**Work required**
Reproduce, exactly, the lines of the material below from the line containing "reset included, so" through the line containing "let current = *self;", with both end lines included and nothing else.

**Supplied material**
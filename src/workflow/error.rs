//! Error types for workflow transitions.

use thiserror::Error;

use crate::model::{Category, ModelId, OfferId, OrderId, QualityGrade};

/// An input that does not fit the current step of the flow.
///
/// Remote failures never show up here: they are recorded in the workflow
/// state instead (see [`Listing::error`](super::Listing::error) and
/// [`Submission::Failed`](super::Submission::Failed)).
#[derive(Debug, Clone, PartialEq, Eq, Error)]
pub enum WorkflowError {
    #[error("no category selected")]
    NoCategory,

    #[error("no model selected")]
    NoModel,

    #[error("no vendor offer selected")]
    NoVendor,

    #[error("model {model} is a {found} part, but {expected} is selected")]
    CategoryMismatch {
        model: ModelId,
        expected: Category,
        found: Category,
    },

    #[error("model {0} is not in the loaded model list")]
    ModelNotListed(ModelId),

    #[error("no loaded model matches '{0}'")]
    NoMatchingModel(String),

    #[error("offer {0} is not in the loaded offer list")]
    OfferNotListed(OfferId),

    #[error("no loaded offer has quality grade {0}")]
    NoOfferForGrade(QualityGrade),

    #[error("offer {0} is out of stock")]
    OutOfStock(OfferId),

    #[error("an order submission is already in flight")]
    SubmissionPending,

    #[error("order {0} was already placed; start a new order")]
    AlreadyPlaced(OrderId),
}
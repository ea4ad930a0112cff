use std::fmt;

use crate::model::PlacedOrder;

/// Tag attached to every remote request issued by the workflow.
///
/// Ids grow monotonically for the lifetime of a workflow, reset included, so
/// a response can always be matched against the latest request of its slot.
#[derive(Debug, Clone, Copy, PartialEq, Eq, PartialOrd, Ord, Hash)]
pub struct RequestId(u64);

impl RequestId {
    pub(crate) fn first() -> Self {
        RequestId(1)
    }

    pub(crate) fn bump(&mut self) -> RequestId {
        let current = *self;
        self.0 += 1;
        current
    }
}

impl fmt::Display for RequestId {
    fn fmt(&self, f: &mut fmt::Formatter<'_>) -> fmt::Result {
        write!(f, "#{}", self.0)
    }
}

/// A remotely fetched list with its loading and error state.
#[derive(Debug, Clone, PartialEq)]
pub struct Listing<T> {
    items: Vec<T>,
    loading: bool,
    error: Option<String>,
    pending: Option<RequestId>,
}

impl<T> Listing<T> {
    pub fn items(&self) -> &[T] {
        &self.items
    }

    pub fn is_loading(&self) -> bool {
        self.loading
    }

    pub fn error(&self) -> Option<&str> {
        self.error.as_deref()
    }

    /// Drop everything, including any request still in flight.
    pub(crate) fn clear(&mut self) {
        *self = Self::default();
    }

    /// Empty the list and wait for `request`.
    pub(crate) fn start(&mut self, request: RequestId) {
        self.items.clear();
        self.loading = true;
        self.error = None;
        self.pending = Some(request);
    }

    pub(crate) fn is_current(&self, request: RequestId) -> bool {
        self.pending == Some(request)
    }

    pub(crate) fn fill(&mut self, items: Vec<T>) {
        self.items = items;
        self.loading = false;
        self.error = None;
        self.pending = None;
    }

    pub(crate) fn fail(&mut self, message: String) {
        self.items.clear();
        self.loading = false;
        self.error = Some(message);
        self.pending = None;
    }
}

impl<T> Default for Listing<T> {
    fn default() -> Self {
        Self {
            items: Vec::new(),
            loading: false,
            error: None,
            pending: None,
        }
    }
}

/// Outcome of the latest order submission.
#[derive(Debug, Clone, PartialEq, Default)]
pub enum Submission {
    #[default]
    Idle,
    Pending(RequestId),
    Placed(PlacedOrder),
    /// The sink refused or failed; the draft is untouched and can be resubmitted.
    Failed(String),
}

impl Submission {
    pub fn is_pending(&self) -> bool {
        matches!(self, Submission::Pending(_))
    }

    pub fn placed(&self) -> Option<&PlacedOrder> {
        match self {
            Submission::Placed(order) => Some(order),
            _ => None,
        }
    }

    pub fn error(&self) -> Option<&str> {
        match self {
            Submission::Failed(message) => Some(message),
            _ => None,
        }
    }
}

/// Where the user is in the ordering flow.
#[derive(Debug, Clone, Copy, PartialEq, Eq, PartialOrd, Ord)]
pub enum Step {
    Empty,
    CategorySelected,
    ModelSelected,
    VendorSelected,
    Submitted,
}

impl fmt::Display for Step {
    fn fmt(&self, f: &mut fmt::Formatter<'_>) -> fmt::Result {
        let name = match self {
            Step::Empty => "empty",
            Step::CategorySelected => "category selected",
            Step::ModelSelected => "model selected",
            Step::VendorSelected => "vendor selected",
            Step::Submitted => "submitted",
        };
        f.write_str(name)
    }
}
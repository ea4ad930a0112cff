pub mod amount;
pub mod catalog;
pub mod csv;
pub mod model;
pub mod session;
pub mod workflow;

pub use amount::Amount;
pub use catalog::{Catalog, FetchError, OrderSink, SubmitError};
pub use model::{Category, Model, OrderDraft, PlacedOrder, QualityGrade, VendorOffer};
pub use session::{Command, OrderSession, SessionConfig};
pub use workflow::{OrderWorkflow, Step, Submission, WorkflowError};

**Solution to this exercise**
/// Ids grow monotonically for the lifetime of a workflow, reset included, so
/// a response can always be matched against the latest request of its slot.
#[derive(Debug, Clone, Copy, PartialEq, Eq, PartialOrd, Ord, Hash)]
pub struct RequestId(u64);

impl RequestId {
    pub(crate) fn first() -> Self {
        RequestId(1)
    }

    pub(crate) fn bump(&mut self) -> RequestId {
        let current = *self;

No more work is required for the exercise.